A significant dimension of Professor Bertsekas’ writing is his ability to bridge the multiple disciplines spanned by his books. His contributions to distributed computation led to the concepts of synchronous and asynchronous algorithms for Markov decision processes. He has contributed insights into the properties of approximate dynamic programming algorithms over restricted spaces by drawing on his deep understanding of linear algebra developed in his work on mathematical programming and convex analysis. These contributions exemplify a style of “scholarship through writing” that enables a deep exploration and unification of new fields of research which has become a hallmark of Professor Bertsekas’ distinguished career.

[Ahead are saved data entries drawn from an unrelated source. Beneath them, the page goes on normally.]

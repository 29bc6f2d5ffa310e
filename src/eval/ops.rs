use std::cmp::Ordering;
use std::collections::HashSet;

use regex::Regex;

use crate::context::ContextValue;
use crate::utils::percent_bucket;

/// A compiled condition check operator, holding its pre-parsed parameters.
///
/// Evaluation never fails: a type mismatch between the context value and the
/// comparison parameter is indistinguishable from "condition not met".
#[derive(Debug)]
pub enum CheckOp {
    /// Produced for malformed or incomplete checks. Fail-safe.
    AlwaysFalse,
    Equal(ContextValue),
    LessThan(ContextValue),
    LessOrEqual(ContextValue),
    GreaterThan(ContextValue),
    GreaterOrEqual(ContextValue),
    Contains(ContextValue),
    /// Threshold in [0, 100]; the context value's stable hash bucket must be below it.
    Percent(f64),
    Regexp(Regex),
    Wildcard(Regex),
    Subset(HashSet<String>),
    Superset(HashSet<String>),
}

impl CheckOp {
    pub fn matches(&self, ctx_val: Option<&ContextValue>) -> bool {
        match self {
            CheckOp::AlwaysFalse => false,
            CheckOp::Equal(param) => ctx_val.is_some_and(|val| loose_eq(val, param)),
            CheckOp::LessThan(param) => {
                matches_ord(ctx_val, param, |ord| ord == Ordering::Less)
            }
            CheckOp::LessOrEqual(param) => {
                matches_ord(ctx_val, param, |ord| ord != Ordering::Greater)
            }
            CheckOp::GreaterThan(param) => {
                matches_ord(ctx_val, param, |ord| ord == Ordering::Greater)
            }
            CheckOp::GreaterOrEqual(param) => {
                matches_ord(ctx_val, param, |ord| ord != Ordering::Less)
            }
            CheckOp::Contains(param) => contains(ctx_val, param),
            CheckOp::Percent(threshold) => ctx_val
                .and_then(ContextValue::bucketing_key)
                .is_some_and(|key| f64::from(percent_bucket(&key)) < *threshold),
            CheckOp::Regexp(regex) | CheckOp::Wildcard(regex) => ctx_val
                .and_then(ContextValue::as_str)
                .is_some_and(|val| regex.is_match(val)),
            CheckOp::Subset(param) => ctx_val
                .and_then(ContextValue::as_str_vec)
                .is_some_and(|val| {
                    !param.is_empty()
                        && !val.is_empty()
                        && val.iter().all(|item| param.contains(item))
                }),
            CheckOp::Superset(param) => ctx_val
                .and_then(ContextValue::as_str_vec)
                .is_some_and(|val| {
                    !param.is_empty()
                        && !val.is_empty()
                        && param.iter().all(|item| val.contains(item))
                }),
        }
    }
}

/// Loose equality: ints and floats compare numerically with each other.
/// Strings never equal numbers, sets compare as sets.
fn loose_eq(val: &ContextValue, param: &ContextValue) -> bool {
    match (val, param) {
        (ContextValue::String(a), ContextValue::String(b)) => a == b,
        (ContextValue::Bool(a), ContextValue::Bool(b)) => a == b,
        (ContextValue::StringVec(a), ContextValue::StringVec(b)) => {
            let a: HashSet<&String> = a.iter().collect();
            let b: HashSet<&String> = b.iter().collect();
            a == b
        }
        _ => match (val.as_float(), param.as_float()) {
            (Some(a), Some(b)) => a == b,
            _ => false,
        },
    }
}

/// Ordered comparison: numbers order with numbers, strings lexicographically
/// with strings. Everything else is incomparable and fails the check.
fn ord_cmp(val: &ContextValue, param: &ContextValue) -> Option<Ordering> {
    match (val, param) {
        (ContextValue::String(a), ContextValue::String(b)) => Some(a.cmp(b)),
        _ => match (val.as_float(), param.as_float()) {
            (Some(a), Some(b)) => a.partial_cmp(&b),
            _ => None,
        },
    }
}

fn matches_ord(
    ctx_val: Option<&ContextValue>,
    param: &ContextValue,
    accept: impl Fn(Ordering) -> bool,
) -> bool {
    ctx_val
        .and_then(|val| ord_cmp(val, param))
        .is_some_and(accept)
}

/// Membership check. A missing context value behaves as an empty string, so
/// an empty comparison value matches it.
fn contains(ctx_val: Option<&ContextValue>, param: &ContextValue) -> bool {
    let needle = match param {
        ContextValue::String(needle) => needle,
        _ => return false,
    };
    match ctx_val {
        None => needle.is_empty(),
        Some(ContextValue::String(haystack)) => haystack.contains(needle.as_str()),
        Some(ContextValue::StringVec(items)) => items.contains(needle),
        Some(_) => false,
    }
}

/// Compiles a regexp comparison value. Matching is anchored at the start
/// only; a prefix match is enough.
pub fn regexp(pattern: &str) -> Result<Regex, regex::Error> {
    Regex::new(&format!("^(?:{pattern})"))
}

/// Compiles a wildcard glob into a fully anchored regex, with `*` matching
/// any substring.
pub fn wildcard(glob: &str) -> Result<Regex, regex::Error> {
    let fragments: Vec<String> = glob.split('*').map(|f| regex::escape(f)).collect();
    Regex::new(&format!("^{}$", fragments.join("(?:.*)")))
}
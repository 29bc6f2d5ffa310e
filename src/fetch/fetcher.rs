use std::time::Duration;

use log::{debug, error};
use reqwest::header::{HeaderMap, CONTENT_TYPE};
use serde::Serialize;

use crate::constants::{PKG_VERSION, PRELOAD_ENDPOINT, SYNC_ENDPOINT};
use crate::errors::ClientError;
use crate::errors::ErrorKind::*;
use crate::model::config::{ExchangeReply, PreloadFlagsRequest, SyncFlagsRequest};

const FEATUREFLAGS_UA_HEADER: &str = "X-FeatureFlags-UserAgent";

/// Issues the preload and sync exchanges against the flags server.
pub struct Fetcher {
    base_url: String,
    http_client: reqwest::Client,
}

impl Fetcher {
    pub fn new(base_url: String, timeout: Duration) -> Result<Self, ClientError> {
        let mut headers = HeaderMap::new();
        headers.insert(
            FEATUREFLAGS_UA_HEADER,
            format!("FeatureFlags-Rust/{PKG_VERSION}")
                .parse()
                .unwrap(),
        );
        let http_client = reqwest::Client::builder()
            .timeout(timeout)
            .default_headers(headers)
            .build()
            .map_err(|err| {
                ClientError::new(
                    HttpClientInitFailure,
                    format!("Failed to initialize the HTTP client. {err}"),
                )
            })?;
        Ok(Self {
            base_url,
            http_client,
        })
    }

    pub async fn preload(&self, request: &PreloadFlagsRequest) -> Result<ExchangeReply, ClientError> {
        debug!(
            "Preload request, project: {}, version: {}",
            request.project, request.version
        );
        self.post(PRELOAD_ENDPOINT, request).await
    }

    pub async fn sync(&self, request: &SyncFlagsRequest) -> Result<ExchangeReply, ClientError> {
        debug!(
            "Sync request, project: {}, version: {}, usage entries: {}",
            request.project,
            request.version,
            request.flags_usage.len()
        );
        self.post(SYNC_ENDPOINT, request).await
    }

    async fn post<B: Serialize>(
        &self,
        endpoint: &str,
        payload: &B,
    ) -> Result<ExchangeReply, ClientError> {
        let url = format!("{}{endpoint}", self.base_url);
        let body = serde_json::to_string(payload).map_err(|err| {
            ClientError::new(
                InvalidHttpResponseContent,
                format!("Failed to serialize the exchange request. {err}"),
            )
        })?;
        let result = self
            .http_client
            .post(url)
            .header(CONTENT_TYPE, "application/json")
            .body(body)
            .send()
            .await;

        match result {
            Ok(response) => match response.status().as_u16() {
                200 => {
                    let body_str = response.text().await.map_err(|err| {
                        let error = ClientError::new(InvalidHttpResponseContent, format!("The exchange was successful but the HTTP response content was invalid. {err}"));
                        error!(event_id = error.kind.as_u8(); "{}", error);
                        error
                    })?;
                    match serde_json::from_str::<ExchangeReply>(body_str.as_str()) {
                        Ok(reply) => {
                            debug!(
                                "Exchange reply, version: {}, flags: {}, values: {}",
                                reply.version,
                                reply.flags.len(),
                                reply.values.len()
                            );
                            Ok(reply)
                        }
                        Err(parse_error) => {
                            let error = ClientError::new(InvalidHttpResponseContent, format!("The exchange was successful but the HTTP response content was invalid. {parse_error}"));
                            error!(event_id = error.kind.as_u8(); "{}", error);
                            Err(error)
                        }
                    }
                }
                code => {
                    let error = ClientError::new(UnexpectedHttpResponse, format!("Unexpected HTTP response was received from the flags exchange. Status code: {code}"));
                    error!(event_id = error.kind.as_u8(); "{}", error);
                    Err(error)
                }
            },
            Err(err) => {
                if err.is_timeout() {
                    let error = ClientError::new(
                        HttpRequestTimeout,
                        "Request timed out while trying to exchange flags.".to_owned(),
                    );
                    error!(event_id = error.kind.as_u8(); "{}", error);
                    Err(error)
                } else {
                    let error = ClientError::new(HttpRequestFailure, format!("Unexpected error occurred while trying to exchange flags. It is most likely due to a local network issue. {err}"));
                    error!(event_id = error.kind.as_u8(); "{}", error);
                    Err(error)
                }
            }
        }
    }
}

Professor Bertsekas’ writing communicates rigorous mathematics in a clear, accessible style, as evidenced by an extraordinary 30,000 citations to date. This style, which he has shared in his presentation “Ten simple rules for mathematical writing,” available online at his M.I.T. website, emphasizes clarity with precision. This makes his books useful as both introductory texts as well as advanced research references. It is for this reason that the Expository Writing Committee (Nicholas G. Hall, Garrett J. van Ryzin and Warren B. Powell) is pleased to name Dimitri P. Bertsekas as the recipient of the 2009 INFORMS Expository Writing Award.